Esses números são alarmantes e indicam um risco de descumprimento das metas da Agenda 2030 da Organização das Nações Unidas (ONU), que prevê a erradicação do trabalho infantil nos próximos cinco anos. Em Santa Catarina, aproximadamente 40 mil crianças e adolescentes ainda estão nessa situação.

Nesse cenário, a desembargadora Leiria destacou o Programa Jovem Aprendiz como uma alternativa segura e legal. Ela foi responsável por implantar o Programa de Aprendizagem no TRT-SC ao final de sua gestão como presidente, em novembro de 2021. Atualmente, o tribunal conta com 42 aprendizes.

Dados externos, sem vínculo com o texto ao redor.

//! # apio CLI Entry Point
//!
//! Parses CLI arguments using clap and routes commands to the handlers.
//!
//! ## Command Structure
//!
//! - **Build**: `build`, `time`, `verify`, `sim`, `clean`
//! - **System**: `system`, `upgrade`, `completion`
//!
//! Build-family commands exit with the exit code returned by the
//! underlying SCons invocation.

use anyhow::Result;
use clap::{Args, CommandFactory, Parser, Subcommand};
use clap_complete::{Shell, generate};
use colored::*;

use apio::config::Config;
use apio::scons::{BoardOptions, Scons};
use apio::system;
use apio::version;

#[derive(Parser)]
#[command(name = "apio")]
#[command(about = "Open source FPGA toolchain front end", version = env!("CARGO_PKG_VERSION"))]
#[command(propagate_version = true)]
struct Cli {
    #[command(subcommand)]
    command: Commands,
}

#[derive(Subcommand)]
enum Commands {
    /// Synthesize the bitstream
    Build {
        #[command(flatten)]
        board: BoardArgs,
    },
    /// Bitstream timing analysis
    Time {
        #[command(flatten)]
        board: BoardArgs,
    },
    /// Verify the verilog code
    Verify,
    /// Launch the verilog simulation
    Sim,
    /// Remove the build artifacts
    Clean,
    /// Show platform and installed package info
    System,
    /// Check the package index for a newer version
    Upgrade,
    /// Generate shell completion scripts
    Completion { shell: Shell },
}

#[derive(Args)]
struct BoardArgs {
    /// Set the board
    #[arg(long, value_name = "board")]
    board: Option<String>,
    /// Set the FPGA
    #[arg(long, value_name = "fpga")]
    fpga: Option<String>,
    /// Set the FPGA size (1k/8k)
    #[arg(long, value_name = "size")]
    size: Option<String>,
    /// Set the FPGA type (hx/lp)
    #[arg(long = "type", value_name = "type")]
    fpga_type: Option<String>,
    /// Set the FPGA package
    #[arg(long, value_name = "package")]
    pack: Option<String>,
}

impl From<BoardArgs> for BoardOptions {
    fn from(args: BoardArgs) -> Self {
        Self {
            board: args.board,
            fpga: args.fpga,
            size: args.size,
            fpga_type: args.fpga_type,
            pack: args.pack,
        }
    }
}

fn main() -> Result<()> {
    // Manual cancel is fail-fast by design: report and terminate, no
    // graceful unwinding of an in-flight SCons job.
    ctrlc::set_handler(|| {
        println!("{}", "Aborted by user".red());
        std::process::exit(1);
    })?;

    let cli = Cli::parse();
    let config = Config::load();

    match cli.command {
        Commands::Build { board } => {
            std::process::exit(Scons::new(&config).build(&board.into()))
        }
        Commands::Time { board } => {
            std::process::exit(Scons::new(&config).time(&board.into()))
        }
        Commands::Verify => std::process::exit(Scons::new(&config).verify()),
        Commands::Sim => std::process::exit(Scons::new(&config).sim()),
        Commands::Clean => std::process::exit(Scons::new(&config).clean()),
        Commands::System => system::print_system_info(&config),
        Commands::Upgrade => version::check_upgrade(),
        Commands::Completion { shell } => {
            let mut cmd = Cli::command();
            let bin_name = cmd.get_name().to_string();
            generate(shell, &mut cmd, bin_name, &mut std::io::stdout());
            Ok(())
        }
    }
}
use std::sync::Arc;

use ::serenity::all::ClientBuilder;
use dotenv::dotenv;
use poise::serenity_prelude as serenity;
use songbird::{SerenityInit, Songbird};
use tokio::sync::mpsc;
use tracing::{error, info};
use tracing_subscriber::{EnvFilter, FmtSubscriber};

use ashema::commands::music::{
    audio_sources::{songbird_relay::SongbirdRelay, youtube::YoutubeCatalog},
    chill::*, join::*, leave::*, now_playing::*, pause::*, play::*, queue::*, resume::*, skip::*,
    stop::*,
    utils::{music_manager::MusicManager, session_tracker::VoiceSessionTracker},
};
use ashema::config::Config;
use ashema::events::{event_handler, on_error};
use ashema::{CommandResult, Context, Data, Error};

#[poise::command(slash_command, category = "General")]
async fn help(
    ctx: Context<'_>,
    #[description = "Specific command to show help about"]
    #[autocomplete = "poise::builtins::autocomplete_command"]
    command: Option<String>,
) -> CommandResult {
    poise::builtins::help(
        ctx,
        command.as_deref(),
        poise::builtins::HelpConfiguration {
            show_context_menu_commands: true,
            ..Default::default()
        },
    )
    .await
    .map_err(|e| e.into())
}

#[poise::command(prefix_command, hide_in_help)]
async fn register(ctx: Context<'_>) -> Result<(), Error> {
    poise::builtins::register_application_commands_buttons(ctx)
        .await
        .map_err(|e| e.into())
}

/// Tear down guilds whose voice connection the driver reports as lost.
fn watch_session_loss(music: MusicManager, mut lost: mpsc::UnboundedReceiver<serenity::GuildId>) {
    tokio::spawn(async move {
        while let Some(guild_id) = lost.recv().await {
            if let Err(err) = music.handle_session_lost(guild_id).await {
                error!("Failed to clean up lost session in guild {}: {}", guild_id, err);
            }
        }
    });
}

#[tokio::main]
async fn main() -> Result<(), Error> {
    // Initialize logging with debug level for our crate
    FmtSubscriber::builder()
        .with_env_filter(
            EnvFilter::try_from_default_env()
                .unwrap_or_else(|_| EnvFilter::new("ashema=debug,warn")),
        )
        .with_thread_ids(true)
        .with_line_number(true)
        .with_file(true)
        .with_target(true)
        .with_ansi(true)
        .pretty()
        .init();

    dotenv().ok();

    let config = Config::from_env()?;
    info!("Loaded configuration: {:?}", config);

    let intents = serenity::GatewayIntents::non_privileged()
        | serenity::GatewayIntents::MESSAGE_CONTENT
        | serenity::GatewayIntents::GUILD_VOICE_STATES;

    let songbird = Songbird::serenity();
    let http = reqwest::Client::new();

    let (relay, lost_sessions) = SongbirdRelay::new(Arc::clone(&songbird), http.clone());
    let catalog = YoutubeCatalog::new(http, config.youtube_api_key.clone());
    let music = MusicManager::new(
        Arc::new(relay),
        Arc::new(catalog),
        Arc::new(VoiceSessionTracker::new()),
        config.chill_playlist_id.clone(),
    );
    watch_session_loss(music.clone(), lost_sessions);

    let commands = vec![
        // Default commands
        register(),
        help(),
        // Music commands
        join(),
        leave(),
        play(),
        pause(),
        resume(),
        stop(),
        skip(),
        queue(),
        now_playing(),
        chill(),
    ];

    let token = config.discord_token.clone();
    let prefix = config.prefix.clone();

    let framework = poise::Framework::builder()
        .options(poise::FrameworkOptions {
            commands,
            prefix_options: poise::PrefixFrameworkOptions {
                prefix: Some(prefix),
                case_insensitive_commands: true,
                ..Default::default()
            },
            event_handler: |ctx, event, framework, data| {
                Box::pin(event_handler(ctx, event, framework, data))
            },
            on_error: |error| Box::pin(on_error(error)),
            ..Default::default()
        })
        .setup(move |ctx, _ready, framework| {
            Box::pin(async move {
                poise::builtins::register_in_guild(
                    ctx,
                    &framework.options().commands,
                    config.guild_id,
                )
                .await?;
                info!("Registered commands in guild {}", config.guild_id);
                Ok(Data::new(config, music))
            })
        });

    let mut client = ClientBuilder::new(token, intents)
        .framework(framework.build())
        .register_songbird_with(songbird)
        .await?;

    client.start().await.map_err(Into::into)
}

De acordo com Leiria, a condição de aprendiz é a única forma segura e legal de inserção de adolescentes no mundo do trabalho. Durante a palestra, ela compartilhou o plano de ampliar o programa.

“Estamos nos empenhando para que possamos ter um aprendiz em cada unidade judiciária. Isso vai oferecer oportunidade de trabalho decente, principalmente no interior do estado”, concluiu.

Continuidade da Programação: Visitas a instituições e empresas

Após a palestra, a programação do Módulo de Formação Continuada prosseguiu com duas visitas técnicas. A primeira foi ao Bairro da Juventude, uma organização social que atende crianças e adolescentes, desenvolvendo projetos de educação integral, assistência social, saúde, inovação, criatividade e sustentabilidade. A instituição tem como missão “promover, por meio da educação e assistência social, a garantia de direitos para crianças, adolescentes, jovens e suas famílias”.

No período da tarde, os magistrados realizaram uma visita técnica à empresa Plasson do Brasil Ltda., fabricante de equipamentos avícolas com sede em Criciúma. Desde 2016, a Plasson é parceira do Programa Trabalho Seguro do TRT-SC, tendo implementado boas práticas internas para preservar a saúde e segurança de seus colaboradores. A empresa investiu, por exemplo, na contratação de um fisioterapeuta para orientar os trabalhadores a realizar exercícios ergonômicos duas vezes ao dia. Após a apresentação dos representantes da empresa, os participantes visitaram a fábrica e observaram de perto as medidas adotadas.